START DATA FOR THIS TASK
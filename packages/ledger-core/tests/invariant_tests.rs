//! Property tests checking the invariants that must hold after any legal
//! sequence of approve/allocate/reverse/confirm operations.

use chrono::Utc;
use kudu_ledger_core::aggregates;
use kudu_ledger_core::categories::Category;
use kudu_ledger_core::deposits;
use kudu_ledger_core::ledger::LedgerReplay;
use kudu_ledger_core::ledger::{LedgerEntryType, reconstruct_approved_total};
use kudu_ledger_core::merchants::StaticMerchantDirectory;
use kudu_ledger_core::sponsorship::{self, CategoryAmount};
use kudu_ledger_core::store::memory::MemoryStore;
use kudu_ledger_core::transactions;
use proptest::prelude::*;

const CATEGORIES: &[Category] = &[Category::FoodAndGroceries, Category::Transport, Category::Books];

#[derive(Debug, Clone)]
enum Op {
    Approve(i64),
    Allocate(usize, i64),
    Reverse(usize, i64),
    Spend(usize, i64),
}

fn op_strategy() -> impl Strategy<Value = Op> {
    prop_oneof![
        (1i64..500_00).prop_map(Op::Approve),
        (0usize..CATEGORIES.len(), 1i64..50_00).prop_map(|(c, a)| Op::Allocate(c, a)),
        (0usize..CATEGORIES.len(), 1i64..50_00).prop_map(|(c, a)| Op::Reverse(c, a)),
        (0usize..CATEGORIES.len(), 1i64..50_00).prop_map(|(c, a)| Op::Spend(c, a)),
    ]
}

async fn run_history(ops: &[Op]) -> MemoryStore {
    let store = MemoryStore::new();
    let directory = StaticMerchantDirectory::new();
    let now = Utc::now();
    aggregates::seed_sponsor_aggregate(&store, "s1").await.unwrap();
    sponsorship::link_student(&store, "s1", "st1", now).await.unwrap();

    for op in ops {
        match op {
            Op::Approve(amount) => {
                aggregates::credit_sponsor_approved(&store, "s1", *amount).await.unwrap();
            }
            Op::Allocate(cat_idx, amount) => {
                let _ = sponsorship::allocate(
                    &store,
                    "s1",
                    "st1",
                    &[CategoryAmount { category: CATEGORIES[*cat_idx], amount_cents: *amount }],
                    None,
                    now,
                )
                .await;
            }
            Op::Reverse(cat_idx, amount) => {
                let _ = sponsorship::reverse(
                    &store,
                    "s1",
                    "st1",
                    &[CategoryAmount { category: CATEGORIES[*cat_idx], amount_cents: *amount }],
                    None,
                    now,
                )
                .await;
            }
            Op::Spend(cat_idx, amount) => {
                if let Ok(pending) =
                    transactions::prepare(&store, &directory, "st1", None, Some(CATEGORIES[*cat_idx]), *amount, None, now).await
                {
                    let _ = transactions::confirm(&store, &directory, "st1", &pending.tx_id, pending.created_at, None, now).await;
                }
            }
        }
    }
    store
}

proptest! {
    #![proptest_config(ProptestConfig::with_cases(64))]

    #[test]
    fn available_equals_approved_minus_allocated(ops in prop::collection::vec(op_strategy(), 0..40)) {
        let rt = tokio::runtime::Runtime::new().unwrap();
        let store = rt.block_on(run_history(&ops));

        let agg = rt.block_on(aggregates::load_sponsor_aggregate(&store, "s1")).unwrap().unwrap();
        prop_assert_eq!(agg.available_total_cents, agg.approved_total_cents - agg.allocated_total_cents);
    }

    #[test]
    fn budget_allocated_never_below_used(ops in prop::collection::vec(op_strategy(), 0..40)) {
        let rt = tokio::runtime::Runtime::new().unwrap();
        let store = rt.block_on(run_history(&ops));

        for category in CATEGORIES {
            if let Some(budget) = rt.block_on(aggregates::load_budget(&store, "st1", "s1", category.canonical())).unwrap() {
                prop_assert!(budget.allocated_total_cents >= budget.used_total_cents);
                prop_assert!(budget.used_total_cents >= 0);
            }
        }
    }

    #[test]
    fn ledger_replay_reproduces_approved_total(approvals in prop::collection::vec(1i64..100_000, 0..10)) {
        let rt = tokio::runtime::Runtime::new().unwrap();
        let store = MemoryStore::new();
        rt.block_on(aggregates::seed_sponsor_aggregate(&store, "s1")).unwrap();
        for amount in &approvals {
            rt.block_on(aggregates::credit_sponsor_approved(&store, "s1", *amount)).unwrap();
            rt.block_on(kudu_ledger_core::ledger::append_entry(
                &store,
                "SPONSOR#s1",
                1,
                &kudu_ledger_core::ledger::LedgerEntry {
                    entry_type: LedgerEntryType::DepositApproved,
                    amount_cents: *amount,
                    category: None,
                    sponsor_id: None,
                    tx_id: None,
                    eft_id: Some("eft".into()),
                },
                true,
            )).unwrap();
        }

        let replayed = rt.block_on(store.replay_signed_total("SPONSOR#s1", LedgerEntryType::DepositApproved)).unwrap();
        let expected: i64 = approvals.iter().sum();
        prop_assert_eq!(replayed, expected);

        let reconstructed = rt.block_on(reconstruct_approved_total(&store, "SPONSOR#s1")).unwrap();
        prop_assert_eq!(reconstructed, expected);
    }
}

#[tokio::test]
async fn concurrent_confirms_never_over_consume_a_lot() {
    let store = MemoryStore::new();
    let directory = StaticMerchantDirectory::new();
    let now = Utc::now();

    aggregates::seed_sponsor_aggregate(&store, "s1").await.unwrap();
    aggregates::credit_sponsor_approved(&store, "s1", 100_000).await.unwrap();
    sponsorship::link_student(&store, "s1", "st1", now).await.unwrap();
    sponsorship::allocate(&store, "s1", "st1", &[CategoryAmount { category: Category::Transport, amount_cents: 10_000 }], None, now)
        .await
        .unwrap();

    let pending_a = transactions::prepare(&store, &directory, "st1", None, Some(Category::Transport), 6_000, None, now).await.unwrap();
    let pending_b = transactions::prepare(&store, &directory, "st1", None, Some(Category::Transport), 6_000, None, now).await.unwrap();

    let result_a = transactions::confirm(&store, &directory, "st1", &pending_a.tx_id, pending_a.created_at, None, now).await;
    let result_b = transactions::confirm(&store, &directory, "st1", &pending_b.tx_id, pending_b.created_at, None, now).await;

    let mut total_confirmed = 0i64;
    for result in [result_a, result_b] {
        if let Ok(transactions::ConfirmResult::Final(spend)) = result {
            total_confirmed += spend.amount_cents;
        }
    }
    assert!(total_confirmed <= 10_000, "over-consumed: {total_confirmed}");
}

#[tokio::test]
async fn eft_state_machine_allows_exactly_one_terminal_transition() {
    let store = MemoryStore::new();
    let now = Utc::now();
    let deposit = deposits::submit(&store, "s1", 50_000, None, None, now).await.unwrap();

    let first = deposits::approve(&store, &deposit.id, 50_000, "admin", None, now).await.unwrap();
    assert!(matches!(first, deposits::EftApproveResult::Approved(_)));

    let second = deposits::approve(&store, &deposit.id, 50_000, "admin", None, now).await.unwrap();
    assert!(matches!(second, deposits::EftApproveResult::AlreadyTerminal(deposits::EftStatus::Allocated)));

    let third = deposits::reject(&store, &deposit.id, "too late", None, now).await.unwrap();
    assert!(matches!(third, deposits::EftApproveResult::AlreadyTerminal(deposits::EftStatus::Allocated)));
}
END DATA FOR THIS TASK
START DATA FOR THIS TASK
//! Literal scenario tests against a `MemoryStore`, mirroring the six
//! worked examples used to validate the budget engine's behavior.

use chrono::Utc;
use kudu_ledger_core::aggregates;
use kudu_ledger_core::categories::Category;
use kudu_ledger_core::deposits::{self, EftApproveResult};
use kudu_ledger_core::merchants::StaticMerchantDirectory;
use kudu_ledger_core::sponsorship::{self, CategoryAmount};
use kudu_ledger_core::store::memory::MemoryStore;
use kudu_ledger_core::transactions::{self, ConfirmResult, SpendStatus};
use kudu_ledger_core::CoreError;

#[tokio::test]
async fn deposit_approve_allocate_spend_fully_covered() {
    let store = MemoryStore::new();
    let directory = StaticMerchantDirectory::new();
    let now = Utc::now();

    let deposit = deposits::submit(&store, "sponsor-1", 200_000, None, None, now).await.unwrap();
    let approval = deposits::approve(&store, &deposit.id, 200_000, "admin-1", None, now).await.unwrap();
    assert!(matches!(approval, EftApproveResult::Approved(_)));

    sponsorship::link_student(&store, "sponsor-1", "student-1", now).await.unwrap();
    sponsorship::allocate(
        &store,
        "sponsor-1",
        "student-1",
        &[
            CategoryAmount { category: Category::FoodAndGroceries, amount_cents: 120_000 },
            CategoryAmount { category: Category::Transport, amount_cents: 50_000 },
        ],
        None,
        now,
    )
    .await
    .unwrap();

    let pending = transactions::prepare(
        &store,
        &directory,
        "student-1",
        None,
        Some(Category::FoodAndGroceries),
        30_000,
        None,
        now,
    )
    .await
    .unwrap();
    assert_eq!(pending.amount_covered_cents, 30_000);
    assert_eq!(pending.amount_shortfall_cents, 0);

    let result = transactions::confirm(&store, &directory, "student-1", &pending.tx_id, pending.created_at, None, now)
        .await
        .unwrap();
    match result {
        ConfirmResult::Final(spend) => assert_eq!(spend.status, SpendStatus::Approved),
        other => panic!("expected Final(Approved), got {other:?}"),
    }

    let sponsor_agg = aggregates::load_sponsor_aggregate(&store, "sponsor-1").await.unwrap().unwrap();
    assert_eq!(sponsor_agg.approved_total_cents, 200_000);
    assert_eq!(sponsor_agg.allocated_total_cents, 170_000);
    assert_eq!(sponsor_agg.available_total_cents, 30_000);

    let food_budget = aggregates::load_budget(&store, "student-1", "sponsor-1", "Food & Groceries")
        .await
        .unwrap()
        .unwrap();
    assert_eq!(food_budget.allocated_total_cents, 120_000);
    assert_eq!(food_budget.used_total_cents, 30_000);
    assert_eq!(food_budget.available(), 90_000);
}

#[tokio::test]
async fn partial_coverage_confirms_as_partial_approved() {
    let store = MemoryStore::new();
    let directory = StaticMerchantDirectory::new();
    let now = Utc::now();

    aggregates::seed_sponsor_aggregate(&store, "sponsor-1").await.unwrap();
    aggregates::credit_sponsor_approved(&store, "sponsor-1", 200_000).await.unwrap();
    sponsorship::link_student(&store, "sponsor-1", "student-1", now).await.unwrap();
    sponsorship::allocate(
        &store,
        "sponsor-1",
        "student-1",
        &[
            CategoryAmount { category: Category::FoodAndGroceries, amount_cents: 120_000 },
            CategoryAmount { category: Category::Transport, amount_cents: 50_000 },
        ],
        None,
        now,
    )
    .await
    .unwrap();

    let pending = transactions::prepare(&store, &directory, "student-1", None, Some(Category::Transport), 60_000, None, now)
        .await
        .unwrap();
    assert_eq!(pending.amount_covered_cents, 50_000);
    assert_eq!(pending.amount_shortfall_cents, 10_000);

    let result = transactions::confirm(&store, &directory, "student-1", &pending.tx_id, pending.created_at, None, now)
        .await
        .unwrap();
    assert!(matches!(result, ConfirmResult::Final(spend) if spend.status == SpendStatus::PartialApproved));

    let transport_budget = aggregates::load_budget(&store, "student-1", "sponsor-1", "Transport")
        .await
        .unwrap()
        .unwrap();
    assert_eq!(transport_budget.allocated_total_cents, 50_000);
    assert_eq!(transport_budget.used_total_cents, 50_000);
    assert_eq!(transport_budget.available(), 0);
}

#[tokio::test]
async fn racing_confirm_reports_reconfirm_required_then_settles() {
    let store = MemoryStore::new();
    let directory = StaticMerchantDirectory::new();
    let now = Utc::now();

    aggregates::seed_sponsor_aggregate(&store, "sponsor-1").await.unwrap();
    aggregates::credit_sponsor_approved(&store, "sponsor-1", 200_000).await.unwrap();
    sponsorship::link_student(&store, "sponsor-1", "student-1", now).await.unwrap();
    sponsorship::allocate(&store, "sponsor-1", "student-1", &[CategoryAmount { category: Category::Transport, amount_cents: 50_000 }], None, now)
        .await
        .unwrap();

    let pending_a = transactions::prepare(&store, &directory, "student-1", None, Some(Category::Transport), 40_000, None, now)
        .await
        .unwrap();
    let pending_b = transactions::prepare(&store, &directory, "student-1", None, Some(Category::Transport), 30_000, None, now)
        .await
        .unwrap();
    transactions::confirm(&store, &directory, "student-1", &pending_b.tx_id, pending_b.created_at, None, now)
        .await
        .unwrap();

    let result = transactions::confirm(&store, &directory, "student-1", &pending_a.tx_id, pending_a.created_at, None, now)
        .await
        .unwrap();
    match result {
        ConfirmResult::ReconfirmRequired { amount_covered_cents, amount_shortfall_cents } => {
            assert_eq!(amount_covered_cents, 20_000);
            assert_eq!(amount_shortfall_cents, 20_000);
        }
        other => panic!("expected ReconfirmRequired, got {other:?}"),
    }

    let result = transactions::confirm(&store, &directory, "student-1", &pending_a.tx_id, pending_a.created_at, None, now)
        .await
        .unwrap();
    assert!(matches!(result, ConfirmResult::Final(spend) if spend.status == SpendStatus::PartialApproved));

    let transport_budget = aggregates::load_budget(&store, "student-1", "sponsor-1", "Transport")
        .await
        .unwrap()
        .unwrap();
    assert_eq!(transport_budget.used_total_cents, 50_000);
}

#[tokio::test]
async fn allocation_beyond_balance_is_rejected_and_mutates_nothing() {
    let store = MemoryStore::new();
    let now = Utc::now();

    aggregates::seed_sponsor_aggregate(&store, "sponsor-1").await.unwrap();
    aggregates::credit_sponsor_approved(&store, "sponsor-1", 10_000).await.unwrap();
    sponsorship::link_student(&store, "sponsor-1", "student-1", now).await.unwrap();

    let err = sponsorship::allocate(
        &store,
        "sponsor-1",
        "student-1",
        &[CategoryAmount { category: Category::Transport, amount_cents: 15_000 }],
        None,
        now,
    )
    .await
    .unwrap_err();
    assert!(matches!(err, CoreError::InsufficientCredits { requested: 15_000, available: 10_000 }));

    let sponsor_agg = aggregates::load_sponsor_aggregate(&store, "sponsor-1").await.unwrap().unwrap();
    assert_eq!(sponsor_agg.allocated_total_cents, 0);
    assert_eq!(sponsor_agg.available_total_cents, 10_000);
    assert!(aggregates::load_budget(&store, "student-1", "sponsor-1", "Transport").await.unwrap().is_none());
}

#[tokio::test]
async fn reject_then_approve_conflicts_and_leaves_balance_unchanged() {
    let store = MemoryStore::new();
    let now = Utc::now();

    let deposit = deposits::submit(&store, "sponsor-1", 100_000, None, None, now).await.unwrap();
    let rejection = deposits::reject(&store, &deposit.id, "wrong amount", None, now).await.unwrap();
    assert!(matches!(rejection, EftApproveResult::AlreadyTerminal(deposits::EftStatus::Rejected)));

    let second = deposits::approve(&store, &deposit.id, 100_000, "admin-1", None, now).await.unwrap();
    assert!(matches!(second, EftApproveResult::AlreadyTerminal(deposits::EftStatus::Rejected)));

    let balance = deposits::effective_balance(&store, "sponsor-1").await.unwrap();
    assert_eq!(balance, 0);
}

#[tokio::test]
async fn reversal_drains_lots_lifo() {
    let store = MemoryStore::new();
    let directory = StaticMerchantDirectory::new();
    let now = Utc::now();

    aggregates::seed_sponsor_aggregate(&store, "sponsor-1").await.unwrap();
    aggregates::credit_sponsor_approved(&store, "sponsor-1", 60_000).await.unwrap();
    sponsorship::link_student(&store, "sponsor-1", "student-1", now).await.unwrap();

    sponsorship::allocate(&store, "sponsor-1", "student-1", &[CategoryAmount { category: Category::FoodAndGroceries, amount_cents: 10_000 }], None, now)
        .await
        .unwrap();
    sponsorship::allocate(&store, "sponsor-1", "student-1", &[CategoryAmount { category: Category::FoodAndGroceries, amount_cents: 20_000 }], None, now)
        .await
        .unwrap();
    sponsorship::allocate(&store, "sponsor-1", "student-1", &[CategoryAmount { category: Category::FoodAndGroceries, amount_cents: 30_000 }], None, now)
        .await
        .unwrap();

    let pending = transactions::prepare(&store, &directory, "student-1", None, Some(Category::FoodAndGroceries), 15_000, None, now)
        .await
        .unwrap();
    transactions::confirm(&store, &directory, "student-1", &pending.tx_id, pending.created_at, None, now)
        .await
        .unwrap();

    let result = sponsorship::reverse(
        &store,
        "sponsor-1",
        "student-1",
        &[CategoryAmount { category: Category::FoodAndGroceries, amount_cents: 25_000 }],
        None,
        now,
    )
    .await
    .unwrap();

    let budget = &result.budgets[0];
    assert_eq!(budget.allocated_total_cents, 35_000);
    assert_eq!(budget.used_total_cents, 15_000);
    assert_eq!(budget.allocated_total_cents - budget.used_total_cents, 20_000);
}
END DATA FOR THIS TASK
- _WORK TO BE COMPLETED_:
Check each line above for the string "async", then copy the ones that have it.

- _YOUR RESPONSE_:
async fn run_history(ops: &[Op]) -> MemoryStore {
async fn concurrent_confirms_never_over_consume_a_lot() {
async fn eft_state_machine_allows_exactly_one_terminal_transition() {
async fn deposit_approve_allocate_spend_fully_covered() {
async fn partial_coverage_confirms_as_partial_approved() {
async fn racing_confirm_reports_reconfirm_required_then_settles() {
async fn allocation_beyond_balance_is_rejected_and_mutates_nothing() {
async fn reject_then_approve_conflicts_and_leaves_balance_unchanged() {
async fn reversal_drains_lots_lifo() {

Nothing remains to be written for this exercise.